So, Jerry Springer has another show called, “Baggage.”
I’ve got to admit, it is actually pretty interesting to see contestants work on a decision to go on a first date as they learn a few secret flaws in one another. I confess I haven’t been much of a fan of Springer in the past, and I don’t know that Baggage will win me over. I’ve always thought we should have a bumper sticker based on Springer’s other show. The sticker would simply say, “Dysfunction is not a Competition.”

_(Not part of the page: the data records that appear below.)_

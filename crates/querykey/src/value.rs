// Copyright (c) Microsoft Corporation.
// Licensed under the MIT License.

//! Runtime values and the static type metadata attached to expression nodes.

use std::{borrow::Cow, cmp::Ordering, collections::BTreeMap, fmt};

use serde::{Deserialize, Serialize};

/// A runtime value flowing through an expression tree.
///
/// Values are what closed-over sub-trees evaluate to, what constants hold, and
/// what extra key parameters are made of.
///
/// # Examples
///
/// ```
/// use querykey::Value;
///
/// let ids = Value::from(vec![1, 2, 3]);
/// assert_eq!(ids, Value::List(vec![Value::Int(1), Value::Int(2), Value::Int(3)]));
/// assert_eq!(Value::from(Option::<i64>::None), Value::Null);
/// ```
#[derive(Clone, Debug, Default, PartialEq, Serialize, Deserialize)]
#[serde(untagged)]
pub enum Value {
    /// The absent value.
    #[default]
    Null,
    /// A boolean.
    Bool(bool),
    /// A signed integer.
    Int(i64),
    /// A floating point number.
    Float(f64),
    /// A string.
    Str(String),
    /// An ordered collection.
    List(Vec<Self>),
    /// A record with named fields, kept in field-name order.
    Record(BTreeMap<String, Self>),
}

impl Value {
    /// Builds a record value from `(field, value)` pairs.
    ///
    /// # Examples
    ///
    /// ```
    /// use querykey::Value;
    ///
    /// let book = Value::record([("Title", Value::from("Dune")), ("Price", Value::from(12))]);
    /// assert_eq!(book.field("Title"), Some(&Value::from("Dune")));
    /// ```
    pub fn record<I, S>(fields: I) -> Self
    where
        I: IntoIterator<Item = (S, Self)>,
        S: Into<String>,
    {
        Self::Record(fields.into_iter().map(|(name, value)| (name.into(), value)).collect())
    }

    /// Returns the named field of a record, or `None` for missing fields and non-records.
    #[must_use]
    pub fn field(&self, name: &str) -> Option<&Self> {
        match self {
            Self::Record(fields) => fields.get(name),
            _ => None,
        }
    }

    /// Returns `true` for [`Value::Null`].
    #[must_use]
    pub fn is_null(&self) -> bool {
        matches!(self, Self::Null)
    }

    /// Returns the boolean payload, if this is a boolean.
    #[must_use]
    pub fn as_bool(&self) -> Option<bool> {
        match self {
            Self::Bool(b) => Some(*b),
            _ => None,
        }
    }

    /// Returns the string payload, if this is a string.
    #[must_use]
    pub fn as_str(&self) -> Option<&str> {
        match self {
            Self::Str(s) => Some(s),
            _ => None,
        }
    }

    /// Returns the elements, if this is a list.
    #[must_use]
    pub fn as_list(&self) -> Option<&[Self]> {
        match self {
            Self::List(items) => Some(items),
            _ => None,
        }
    }

    /// Orders two values of compatible kinds; integers and floats compare numerically.
    #[must_use]
    #[expect(clippy::cast_precision_loss, reason = "mixed int/float comparisons follow float semantics")]
    pub fn compare(&self, other: &Self) -> Option<Ordering> {
        match (self, other) {
            (Self::Int(a), Self::Int(b)) => Some(a.cmp(b)),
            (Self::Float(a), Self::Float(b)) => a.partial_cmp(b),
            (Self::Int(a), Self::Float(b)) => (*a as f64).partial_cmp(b),
            (Self::Float(a), Self::Int(b)) => a.partial_cmp(&(*b as f64)),
            (Self::Str(a), Self::Str(b)) => Some(a.cmp(b)),
            (Self::Bool(a), Self::Bool(b)) => Some(a.cmp(b)),
            _ => None,
        }
    }

    /// Returns a value that renders as a literal inside an expression.
    pub(crate) fn literal(&self) -> Literal<'_> {
        Literal(self)
    }
}

/// Natural textual form: strings unquoted, `Null` as the empty string, lists and
/// records in a bracketed form.
impl fmt::Display for Value {
    fn fmt(&self, f: &mut fmt::Formatter<'_>) -> fmt::Result {
        match self {
            Self::Null => Ok(()),
            Self::Bool(b) => write!(f, "{b}"),
            Self::Int(i) => write!(f, "{i}"),
            Self::Float(x) => write!(f, "{x}"),
            Self::Str(s) => f.write_str(s),
            Self::List(items) => {
                f.write_str("[")?;
                for (i, item) in items.iter().enumerate() {
                    if i > 0 {
                        f.write_str(", ")?;
                    }
                    write!(f, "{item}")?;
                }
                f.write_str("]")
            }
            Self::Record(fields) => {
                f.write_str("{")?;
                for (i, (name, value)) in fields.iter().enumerate() {
                    if i > 0 {
                        f.write_str(",")?;
                    }
                    write!(f, "{name}={value}")?;
                }
                f.write_str("}")
            }
        }
    }
}

/// Renders a value the way a constant appears in expression text: strings are
/// quoted and escaped, floats always carry a fractional part, `Null` is `null`.
pub(crate) struct Literal<'a>(&'a Value);

impl fmt::Display for Literal<'_> {
    fn fmt(&self, f: &mut fmt::Formatter<'_>) -> fmt::Result {
        match self.0 {
            Value::Null => f.write_str("null"),
            Value::Bool(b) => write!(f, "{b}"),
            Value::Int(i) => write!(f, "{i}"),
            Value::Float(x) => write!(f, "{x:?}"),
            Value::Str(s) => write!(f, "{s:?}"),
            Value::List(items) => {
                f.write_str("[")?;
                for (i, item) in items.iter().enumerate() {
                    if i > 0 {
                        f.write_str(", ")?;
                    }
                    write!(f, "{}", item.literal())?;
                }
                f.write_str("]")
            }
            Value::Record(fields) => {
                f.write_str("{")?;
                for (i, (name, value)) in fields.iter().enumerate() {
                    if i > 0 {
                        f.write_str(", ")?;
                    }
                    write!(f, "{name}: {}", value.literal())?;
                }
                f.write_str("}")
            }
        }
    }
}

impl From<bool> for Value {
    fn from(value: bool) -> Self {
        Self::Bool(value)
    }
}

impl From<i32> for Value {
    fn from(value: i32) -> Self {
        Self::Int(i64::from(value))
    }
}

impl From<i64> for Value {
    fn from(value: i64) -> Self {
        Self::Int(value)
    }
}

impl From<u32> for Value {
    fn from(value: u32) -> Self {
        Self::Int(i64::from(value))
    }
}

impl From<f64> for Value {
    fn from(value: f64) -> Self {
        Self::Float(value)
    }
}

impl From<&str> for Value {
    fn from(value: &str) -> Self {
        Self::Str(value.to_owned())
    }
}

impl From<String> for Value {
    fn from(value: String) -> Self {
        Self::Str(value)
    }
}

impl<T: Into<Self>> From<Option<T>> for Value {
    fn from(value: Option<T>) -> Self {
        value.map_or(Self::Null, Into::into)
    }
}

impl<T: Into<Self>> From<Vec<T>> for Value {
    fn from(value: Vec<T>) -> Self {
        Self::List(value.into_iter().map(Into::into).collect())
    }
}

impl<T: Into<Self> + Clone> From<&[T]> for Value {
    fn from(value: &[T]) -> Self {
        Self::List(value.iter().cloned().map(Into::into).collect())
    }
}

/// Static type metadata declared by every expression node.
///
/// The partial evaluator and the collection rewriter never inspect runtime
/// values to decide what to do; they ask the declared type instead.
#[derive(Clone, Debug, PartialEq, Eq, Hash)]
pub enum ValueType {
    /// Any value; accepts everything.
    Any,
    /// A boolean.
    Bool,
    /// A signed integer.
    Int,
    /// A floating point number.
    Float,
    /// A string.
    Str,
    /// A named record type.
    Record(Cow<'static, str>),
    /// An in-memory sequence of the element type.
    Sequence(Box<Self>),
    /// A deferred query producing elements of the element type.
    Queryable(Box<Self>),
    /// A lambda.
    Function,
}

impl ValueType {
    /// A sequence of `element`.
    #[must_use]
    pub fn sequence(element: Self) -> Self {
        Self::Sequence(Box::new(element))
    }

    /// A queryable sequence of `element`.
    #[must_use]
    pub fn queryable(element: Self) -> Self {
        Self::Queryable(Box::new(element))
    }

    /// A named record type.
    #[must_use]
    pub fn record(name: impl Into<Cow<'static, str>>) -> Self {
        Self::Record(name.into())
    }

    /// Infers the type of a value. Lists infer their element type from the
    /// first element, records are anonymous.
    #[must_use]
    pub fn of(value: &Value) -> Self {
        match value {
            Value::Null => Self::Any,
            Value::Bool(_) => Self::Bool,
            Value::Int(_) => Self::Int,
            Value::Float(_) => Self::Float,
            Value::Str(_) => Self::Str,
            Value::List(items) => Self::sequence(items.first().map_or(Self::Any, Self::of)),
            Value::Record(_) => Self::record(""),
        }
    }

    /// Returns `true` for closed "sequence of T" types, queryables included.
    #[must_use]
    pub fn is_sequence(&self) -> bool {
        matches!(self, Self::Sequence(_) | Self::Queryable(_))
    }

    /// Returns `true` for query types, whose evaluation would run the query.
    #[must_use]
    pub fn is_queryable(&self) -> bool {
        matches!(self, Self::Queryable(_))
    }

    /// Returns `true` for types with a natural single-token textual form.
    #[must_use]
    pub fn is_scalar(&self) -> bool {
        matches!(self, Self::Bool | Self::Int | Self::Float | Self::Str)
    }

    /// The element type of a sequence or queryable.
    #[must_use]
    pub fn element(&self) -> Option<&Self> {
        match self {
            Self::Sequence(element) | Self::Queryable(element) => Some(element),
            _ => None,
        }
    }

    /// Returns `true` if a value declared as `source` may stand where `self` is expected.
    ///
    /// A string stands for a sequence of scalars: it is the textual summary of
    /// the elements.
    ///
    /// # Examples
    ///
    /// ```
    /// use querykey::ValueType;
    ///
    /// let ids = ValueType::sequence(ValueType::Int);
    /// assert!(ids.is_assignable_from(&ValueType::Str));
    /// assert!(!ValueType::sequence(ValueType::record("Book")).is_assignable_from(&ValueType::Str));
    /// ```
    #[must_use]
    pub fn is_assignable_from(&self, source: &Self) -> bool {
        match (self, source) {
            (Self::Any, _) => true,
            (target, source) if target == source => true,
            (Self::Float, Self::Int) => true,
            (Self::Sequence(target), Self::Sequence(source) | Self::Queryable(source)) => target.is_assignable_from(source),
            (Self::Sequence(element), Self::Str) => **element == Self::Any || element.is_scalar(),
            _ => false,
        }
    }
}

impl fmt::Display for ValueType {
    fn fmt(&self, f: &mut fmt::Formatter<'_>) -> fmt::Result {
        match self {
            Self::Any => f.write_str("any"),
            Self::Bool => f.write_str("bool"),
            Self::Int => f.write_str("int"),
            Self::Float => f.write_str("float"),
            Self::Str => f.write_str("string"),
            Self::Record(name) => f.write_str(name),
            Self::Sequence(element) => write!(f, "seq<{element}>"),
            Self::Queryable(element) => write!(f, "query<{element}>"),
            Self::Function => f.write_str("fn"),
        }
    }
}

Well, in keeping with his game, we have a new form of dysfunction-is-competition from Mr. Springer. But first, on the good side, Jerry always tries to bring some moral lesson to light in terms of tolerance, forgiveness, and remembering we are all flawed humans. I honestly think he believes what he’s saying— but his delivery system for the message is pretty much just entertainment with a generous portion of hype.
The Point is Good
The point of telling the truth and learning the awful secrets we all (supposedly) have is right on. Surely we should all do ‘due diligence’ to find out what kind of person we are moving toward building a life with. Surprises are great when they are good, but awful when they are bad. Getting couples to tell the truth makes sense and seems harmless enough, right?
The Point is Bad
Unfortunately, off the bat most of us can understand that divulging our ‘baggage’ to other people we don’t know on national television is, to say the least, bad form. To do so with an eye on deciding to go on a date is just downright silly. The silliness is multiplied by the artificial nature of of a TV show and a dopamine-driven audience which could just as easily be at
WrestleMania. My apologies to the memory of Andre the Giant.
I make the case in Glaen: A Novel Message on Romance, Love, and Relating, that there are two things that go into a great long-lasting relationship:
Chemistry has to do with whether or not there is any attraction or connection with the other person. Basis has to do with the shared values needed to build a life together. Basis is really about understanding if there are any deal-killers in play. You know, if you don’t want to have any children and your spouse-to-be wants lots of children—well there’s a problem! It really can be anything and it is important to tell the truth. Yet, on a first date and on national television; don’t you have to wonder if it’s a fair shake? People actually grow sometimes and yet, some do not! I watched an episode that had as the ‘baggage’ a final unveiling that our contestant would never move out of his momma’s house because she cooked, cleaned, and could babysit the kids as they grew up. All I could think about is that at least The Waterboy (Adam Sandler) moved out of his momma’s house. Here are a few of the questions I’ve been asked about Springer’s Baggage show:
- How soon is too soon to tell the truth?
- Do you freak out the other person on the first date?
- Is it OK to keep some secrets (even if you end up getting married)?
- How is the best way to discuss “baggage” without overreacting?
- Should some things be “deal-breakers”? How do you know if you honestly want to know?
Well, clearly there isn’t much of a point freaking out the other person on the first date; only a person with issues would like that! Basically, I can’t see the wisdom in continuing to date someone you know for a fact you would never marry. That is just ridiculously unkind unless they get it too and agree. Of course, then it really isn’t quit dating; rather, it’s a couple of folks sharing a rent car for companionship on a drive to getting dropped off at the Match.com national headquarters.
I believe the more truth the better, but I would offer a couple of boundaries:
- The other person honestly wants to know the truth
- It’s private (respectful)
Forcing information on someone who doesn’t want to know the gory details is not actually showing much respect for their freedom. Blabbing it out in front of a crowd does show much respect for the relationship. I get it, Springer’s show is a gag…but people can turn gags into grandiose experiments. Why not just ask if they want to know? They may not, but you are
better for offering.
Glaen is the unfolding story of someone learning what real relating is all about, all the while avoiding the 7 Fatal Mistakes of Dating. It does involve being true to yourself and and truthful to the other person. You’ll never get there without the truth, but Springer’s approach overshoots the runway by two canyons and a bottomless lake.
I’d recommend a careful reading of Glaen, but you can watch Springer for one simple reason; there is a macabre comfort in seeing that your baggage isn’t as bizarre at least one other person. You might also see why the person you’ve got (or may have soon) ain’t so bad!
Remember: Dysfunction is not a competition!